Findings of structural damage to the hippocampus in WKS patients has been mixed (Caulo et al., 2005; Mair, 1994; Harding et al., 1997). Similarly, early reports on the structural integrity of the hippocampal formation following PTD treatment revealed no neuropathology (Langlais et al., 1992). However, recent in vivo MRI animal studies have revealed some hippocampal shrinkage following PTD treatment (Pfefferbaum et al., 2007). Despite equivocal anatomical findings, there is good evidence of hippocampal dysfunction in both human and rodents after TD. For example, studies from our laboratory (Roland et al., 2007; Savage et al., 2003, 2007; Vetreno et al., 2008) indicate that acetylcholine release in the hippocampus is reduced in PTD rats during spatial navigation and is accompanied by spatial memory deficits.

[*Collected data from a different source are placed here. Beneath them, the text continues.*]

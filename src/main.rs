use anyhow::Result;
use chrono::Local;
use clap::{Parser, Subcommand};

use tally::cli::{
    handle_add, handle_clear_history, handle_delete, handle_history, handle_list, handle_reset,
    handle_total,
};
use tally::config::{paths::TallyPaths, settings::Settings};
use tally::services::RolloverService;
use tally::storage::Storage;

#[derive(Parser)]
#[command(
    name = "tally",
    version,
    about = "Terminal-based monthly expense tracker",
    long_about = "tally-cli records dated expenses, keeps a running total for the \
                  active calendar month, and automatically archives completed months \
                  into a per-month history summary."
)]
struct Cli {
    #[command(subcommand)]
    command: Option<Commands>,
}

#[derive(Subcommand)]
enum Commands {
    /// Add a new expense
    Add {
        /// What the money was spent on
        description: String,
        /// Amount spent (e.g., "4.50" or "15")
        amount: String,
        /// Expense date (YYYY-MM-DD, defaults to today)
        #[arg(short, long)]
        date: Option<String>,
    },

    /// List the active month's expenses
    #[command(alias = "ls")]
    List,

    /// Delete an expense by ID
    #[command(alias = "rm")]
    Delete {
        /// Expense ID (e.g., "exp-1a2b3c4d" or the full UUID)
        id: String,
    },

    /// Show the running total for the active month
    Total,

    /// Show archived month history
    History,

    /// Archive the current month now and start a fresh one
    Reset {
        /// Skip the confirmation prompt
        #[arg(short, long)]
        yes: bool,
    },

    /// Discard all archived history (irreversible)
    ClearHistory {
        /// Skip the confirmation prompt
        #[arg(short, long)]
        yes: bool,
    },

    /// Show current configuration and paths
    Config,
}

fn main() -> Result<()> {
    env_logger::init();

    let cli = Cli::parse();

    // Initialize paths and settings
    let paths = TallyPaths::new()?;
    let settings = Settings::load_or_create(&paths)?;

    // Initialize storage
    let storage = Storage::new(paths.clone())?;
    storage.load_all()?;

    // Reconcile the active month against today's date before any command
    // runs; a stale month from a previous run is archived here.
    let rollover = RolloverService::new(&storage);
    if let Some(notice) = rollover.reconcile(Local::now().date_naive())? {
        println!("{}", notice);
        println!();
    }

    match cli.command {
        Some(Commands::Add {
            description,
            amount,
            date,
        }) => {
            handle_add(&storage, &settings, &description, &amount, date.as_deref())?;
        }
        Some(Commands::List) => {
            handle_list(&storage, &settings)?;
        }
        Some(Commands::Delete { id }) => {
            handle_delete(&storage, &id)?;
        }
        Some(Commands::Total) => {
            handle_total(&storage, &settings)?;
        }
        Some(Commands::History) => {
            handle_history(&storage, &settings)?;
        }
        Some(Commands::Reset { yes }) => {
            handle_reset(&storage, yes)?;
        }
        Some(Commands::ClearHistory { yes }) => {
            handle_clear_history(&storage, yes)?;
        }
        Some(Commands::Config) => {
            println!("tally-cli Configuration");
            println!("=======================");
            println!("Config directory: {}", paths.config_dir().display());
            println!("Data directory:   {}", paths.data_dir().display());
            println!();
            println!("Settings:");
            println!("  Currency symbol: {}", settings.currency_symbol);
            println!("  Date format:     {}", settings.date_format);
        }
        None => {
            handle_list(&storage, &settings)?;
            println!();
            println!("Run 'tally --help' for usage information.");
        }
    }

    Ok(())
}
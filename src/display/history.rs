//! History display formatting

use crate::config::Settings;
use crate::models::MonthSummary;

/// Format the archived history as a two-column table
pub fn format_history(history: &[MonthSummary], settings: &Settings) -> String {
    if history.is_empty() {
        return "No history yet.\n".to_string();
    }

    let mut output = String::new();
    output.push_str(&format!("{:16} {:>10}\n", "Month", "Total"));
    output.push_str(&"-".repeat(27));
    output.push('\n');

    for entry in history {
        output.push_str(&format!(
            "{:16} {:>10}\n",
            entry.month.friendly(),
            entry.total.format_with_symbol(&settings.currency_symbol)
        ));
    }

    output
}
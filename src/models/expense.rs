//! Expense model
//!
//! Represents a single dated expense record. The ledger owns these
//! exclusively: records are created on add and destroyed on delete or when
//! their month is archived.

use chrono::NaiveDate;
use serde::{Deserialize, Serialize};

use super::ids::ExpenseId;
use super::money::Money;
use super::month::MonthKey;

/// A single expense record
#[derive(Debug, Clone, Serialize, Deserialize)]
pub struct Expense {
    /// Unique identifier
    pub id: ExpenseId,

    /// What the money was spent on (never empty)
    pub description: String,

    /// Amount spent (always positive)
    pub amount: Money,

    /// Calendar date of the expense
    pub date: NaiveDate,
}

impl Expense {
    /// Create a new expense with a fresh identifier
    pub fn new(description: impl Into<String>, amount: Money, date: NaiveDate) -> Self {
        Self {
            id: ExpenseId::new(),
            description: description.into(),
            amount,
            date,
        }
    }

    /// The month this expense belongs to
    pub fn month_key(&self) -> MonthKey {
        MonthKey::of_date(self.date)
    }
}
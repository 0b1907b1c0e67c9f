//! Shared helpers for integration tests.

#![allow(dead_code)]

pub mod mocks;

use std::sync::Arc;

use axum_test::TestServer;
use lara::{
    AppState, Config, InMemoryVectorStore, api,
    utils::config::{LLMConfig, RAGConfig, ServerConfig},
};

use mocks::{MockEmbedder, MockLLMClient, MockLLMFactory};

/// A fixed configuration so tests never depend on the environment.
pub fn test_config() -> Config {
    Config {
        server: ServerConfig {
            host: "127.0.0.1".to_string(),
            port: 0,
            max_upload_bytes: 10 * 1024 * 1024,
        },
        llm: LLMConfig {
            provider: "ollama".to_string(),
            ollama_url: "http://localhost:11434".to_string(),
            model: "llama3.2".to_string(),
            openai_api_key: None,
            openai_api_base: "https://api.openai.com/v1".to_string(),
            openai_model: "gpt-4o-mini".to_string(),
        },
        rag: RAGConfig {
            embedding_model: "mxbai-embed-large".to_string(),
            top_k: 5,
            embed_cache_size: 64,
        },
    }
}

/// App state wired with the in-memory store, the deterministic mock
/// embedder, and a mock LLM.
pub fn test_state(llm: MockLLMClient) -> AppState {
    AppState::new(
        Arc::new(test_config()),
        Arc::new(InMemoryVectorStore::new()),
        Arc::new(MockEmbedder::new()),
        Arc::new(MockLLMFactory::new(llm)),
    )
}

/// Test server over the full router.
pub fn test_server(llm: MockLLMClient) -> TestServer {
    TestServer::new(api::router(test_state(llm))).expect("failed to start test server")
}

Likewise, an fMRI study with WKS patients revealed reduced activation of the hippocampus during both the encoding or recognition phases of a visual matching-to-sample task despite no observed structural damage to the hippocampus of these patients (Caulo et al., 2005). These data in humans and rodent models suggest that hippocampal dysfunction seen after TD may be due to damage to structures functionally connected with the hippocampus.

The basal forebrain is vulnerable to TD-induced neurodegeneration. Cell death and dendritic reorganization in the nucleus basalis (nBM) as well as the medial septum (MS) and vertical limb of the diagonal band (DB) was reported in postmortem analyses of WKS brains (Arendt et al., 1995). Studies using TD rodent models have reported similar neurodegeneration. In particular, a 30% reduction in choline acetyltransferase (ChAT) immunopositive neurons (Pitkin and Savage, 2001; 2004) was observed in the MS/DB of PTD-treated rats and this cell loss was correlated with the degree of memory impairment (Roland and Savage, 2009b). Consistent with a loss of MS/DB ChAT neurons, there is also a loss of cholinergic fibers in the cortex (Anzalone et al., 2010) and hippocampus (Nakagawasai et al., 2000) of PTD-treated rats. Moreover, in vivo microdialysis studies with the PTD model have demonstrated reduced ACh activity in the hippocampus and cortex (Savage et al., 2003; Roland and Savage, 2007; Savage et al., 2007; Vetreno et al., 2008). Thus, loss of basal forebrain cholinergic projection neurons likely contributes to the decline in hippocampal function and memory impairments in individuals with WKS as well as in the PTD model.

ii. Cortical and White Matter Pathology in PTD

While contributions of diencephalic structures to the amnestic condition associated with WKS have been extensively studied (Langlais et al., 1996; Mair, 1994), cortical and white matter neuropathology has received less attention. Histopathological (Kril et al., 1997) and in vivo neuroimaging (Colchester et al., 2001; Jernigan et al., 1991) studies of humans with WKS have revealed significant tissue shrinkage of the neocortex including temporal, orbitofrontal, frontal and parietal cortices. Similarly, PTD treatment culminates in degeneration of the frontal, parietal and retrosplenial cortices consisting of axonal and terminal atrophy and cortical thinning due to laminar specific (i.e., layers III and IV) cellular degeneration (LaRoche et al., 1987; Langlais and Zhang, 1997). Pires and colleagues (2001, 2005) demonstrated a reduction in acetylcholinesterase (AChE) activity in the neocortex of TD rats. Work by our group has also revealed a reduction in AChE-stained fibers in the cortex of PTD rats; the extent of AChE fiber loss was correlated with deficits in memory performance (Vetreno et al., 2010). Therefore, cortical ACh dysfunction may occur as a consequence of a loss of basal forebrain cholinergic cells (described above) and may underlie some of the cognitive impairments common in the PTD model and WKS.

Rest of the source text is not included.